***** Supplied material *****

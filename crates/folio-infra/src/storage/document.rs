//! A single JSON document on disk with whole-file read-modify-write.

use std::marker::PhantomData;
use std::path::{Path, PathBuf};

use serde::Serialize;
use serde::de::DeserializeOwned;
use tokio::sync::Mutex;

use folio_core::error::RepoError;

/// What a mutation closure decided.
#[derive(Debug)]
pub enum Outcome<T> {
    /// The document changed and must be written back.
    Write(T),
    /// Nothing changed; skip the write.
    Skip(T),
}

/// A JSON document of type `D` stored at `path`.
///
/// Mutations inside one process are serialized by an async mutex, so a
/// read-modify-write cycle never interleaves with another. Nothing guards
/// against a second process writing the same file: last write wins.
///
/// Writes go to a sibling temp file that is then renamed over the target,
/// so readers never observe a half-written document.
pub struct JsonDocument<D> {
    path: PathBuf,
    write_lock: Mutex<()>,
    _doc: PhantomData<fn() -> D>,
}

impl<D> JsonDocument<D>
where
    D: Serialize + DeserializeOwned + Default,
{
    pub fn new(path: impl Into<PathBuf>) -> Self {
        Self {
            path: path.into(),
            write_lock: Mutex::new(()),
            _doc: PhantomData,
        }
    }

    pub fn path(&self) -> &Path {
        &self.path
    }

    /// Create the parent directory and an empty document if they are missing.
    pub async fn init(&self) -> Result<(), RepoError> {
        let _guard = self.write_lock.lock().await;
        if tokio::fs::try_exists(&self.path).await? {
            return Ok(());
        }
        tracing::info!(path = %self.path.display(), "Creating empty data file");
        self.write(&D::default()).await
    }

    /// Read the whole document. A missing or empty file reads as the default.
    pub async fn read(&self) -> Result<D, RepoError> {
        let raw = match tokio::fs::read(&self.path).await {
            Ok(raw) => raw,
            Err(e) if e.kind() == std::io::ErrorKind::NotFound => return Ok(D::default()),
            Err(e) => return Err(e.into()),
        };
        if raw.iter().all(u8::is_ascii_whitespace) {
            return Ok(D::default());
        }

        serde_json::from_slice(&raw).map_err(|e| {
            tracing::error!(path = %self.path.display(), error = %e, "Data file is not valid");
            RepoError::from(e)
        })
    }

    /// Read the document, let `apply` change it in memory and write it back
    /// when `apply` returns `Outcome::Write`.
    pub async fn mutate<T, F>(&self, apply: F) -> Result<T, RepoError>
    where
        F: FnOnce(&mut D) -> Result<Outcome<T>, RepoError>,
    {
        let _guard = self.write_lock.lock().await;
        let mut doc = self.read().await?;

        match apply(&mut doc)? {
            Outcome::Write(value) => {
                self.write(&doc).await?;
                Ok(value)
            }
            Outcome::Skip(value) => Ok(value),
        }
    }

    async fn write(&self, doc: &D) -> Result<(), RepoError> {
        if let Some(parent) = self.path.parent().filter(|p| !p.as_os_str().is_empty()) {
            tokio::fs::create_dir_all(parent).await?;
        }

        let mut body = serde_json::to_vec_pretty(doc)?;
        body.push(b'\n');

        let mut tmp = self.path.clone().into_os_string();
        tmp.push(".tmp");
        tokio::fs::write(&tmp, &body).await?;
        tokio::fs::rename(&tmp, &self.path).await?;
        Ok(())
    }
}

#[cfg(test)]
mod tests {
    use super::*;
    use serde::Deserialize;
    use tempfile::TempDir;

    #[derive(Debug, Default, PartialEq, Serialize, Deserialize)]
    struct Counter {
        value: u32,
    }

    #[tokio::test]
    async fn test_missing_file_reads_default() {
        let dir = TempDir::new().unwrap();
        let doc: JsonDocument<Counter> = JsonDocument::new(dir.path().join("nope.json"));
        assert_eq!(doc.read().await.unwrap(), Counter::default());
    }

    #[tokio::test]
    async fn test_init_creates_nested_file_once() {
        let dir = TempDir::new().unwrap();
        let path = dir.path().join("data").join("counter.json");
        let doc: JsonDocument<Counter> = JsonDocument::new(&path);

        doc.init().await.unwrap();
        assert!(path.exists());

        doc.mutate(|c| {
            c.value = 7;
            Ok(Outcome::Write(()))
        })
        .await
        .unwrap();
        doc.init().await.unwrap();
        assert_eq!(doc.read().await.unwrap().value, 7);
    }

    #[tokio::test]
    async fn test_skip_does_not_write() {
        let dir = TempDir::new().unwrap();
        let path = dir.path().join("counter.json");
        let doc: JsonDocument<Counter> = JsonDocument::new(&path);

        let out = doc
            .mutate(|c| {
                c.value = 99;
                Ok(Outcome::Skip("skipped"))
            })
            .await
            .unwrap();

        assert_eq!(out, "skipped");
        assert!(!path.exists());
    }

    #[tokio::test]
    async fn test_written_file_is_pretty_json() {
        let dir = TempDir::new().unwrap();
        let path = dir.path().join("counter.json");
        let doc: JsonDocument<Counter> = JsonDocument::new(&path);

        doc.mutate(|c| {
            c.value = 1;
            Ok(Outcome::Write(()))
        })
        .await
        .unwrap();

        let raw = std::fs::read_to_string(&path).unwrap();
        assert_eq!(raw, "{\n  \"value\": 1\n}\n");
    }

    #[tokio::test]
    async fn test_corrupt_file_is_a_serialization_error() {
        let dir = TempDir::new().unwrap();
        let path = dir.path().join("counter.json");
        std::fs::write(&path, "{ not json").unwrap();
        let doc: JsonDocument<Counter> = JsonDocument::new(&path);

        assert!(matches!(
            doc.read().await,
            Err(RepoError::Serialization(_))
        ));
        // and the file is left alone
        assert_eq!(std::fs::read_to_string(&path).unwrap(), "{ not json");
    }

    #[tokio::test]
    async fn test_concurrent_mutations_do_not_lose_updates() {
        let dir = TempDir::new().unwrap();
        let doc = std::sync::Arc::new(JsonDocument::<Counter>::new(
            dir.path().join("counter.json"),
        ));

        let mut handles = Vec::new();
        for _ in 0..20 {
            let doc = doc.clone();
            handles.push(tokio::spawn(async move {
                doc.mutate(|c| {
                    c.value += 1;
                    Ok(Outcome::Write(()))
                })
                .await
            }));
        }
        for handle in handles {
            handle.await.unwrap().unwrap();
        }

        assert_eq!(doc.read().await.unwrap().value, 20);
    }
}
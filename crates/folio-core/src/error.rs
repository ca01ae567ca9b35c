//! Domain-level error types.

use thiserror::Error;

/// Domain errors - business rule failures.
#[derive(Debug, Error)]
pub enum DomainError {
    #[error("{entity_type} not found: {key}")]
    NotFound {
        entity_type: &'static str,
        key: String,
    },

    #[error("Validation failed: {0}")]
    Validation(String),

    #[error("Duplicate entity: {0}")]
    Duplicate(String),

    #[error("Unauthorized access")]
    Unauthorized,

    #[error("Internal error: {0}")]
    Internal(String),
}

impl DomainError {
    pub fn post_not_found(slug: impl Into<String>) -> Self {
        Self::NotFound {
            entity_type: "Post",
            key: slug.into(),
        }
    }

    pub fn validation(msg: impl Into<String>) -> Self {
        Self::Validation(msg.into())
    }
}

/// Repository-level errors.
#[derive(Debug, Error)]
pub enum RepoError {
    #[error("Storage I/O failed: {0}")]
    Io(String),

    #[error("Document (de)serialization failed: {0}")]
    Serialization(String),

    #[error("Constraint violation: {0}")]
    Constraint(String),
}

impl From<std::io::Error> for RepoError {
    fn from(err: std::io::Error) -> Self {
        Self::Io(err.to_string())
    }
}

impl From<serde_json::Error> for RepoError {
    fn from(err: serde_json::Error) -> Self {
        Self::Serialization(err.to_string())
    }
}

*****

Every line above in which the word "impl" occurs is to be copied.

impl<D> JsonDocument<D>
    pub fn new(path: impl Into<PathBuf>) -> Self {
impl DomainError {
    pub fn post_not_found(slug: impl Into<String>) -> Self {
    pub fn validation(msg: impl Into<String>) -> Self {
impl From<std::io::Error> for RepoError {
impl From<serde_json::Error> for RepoError {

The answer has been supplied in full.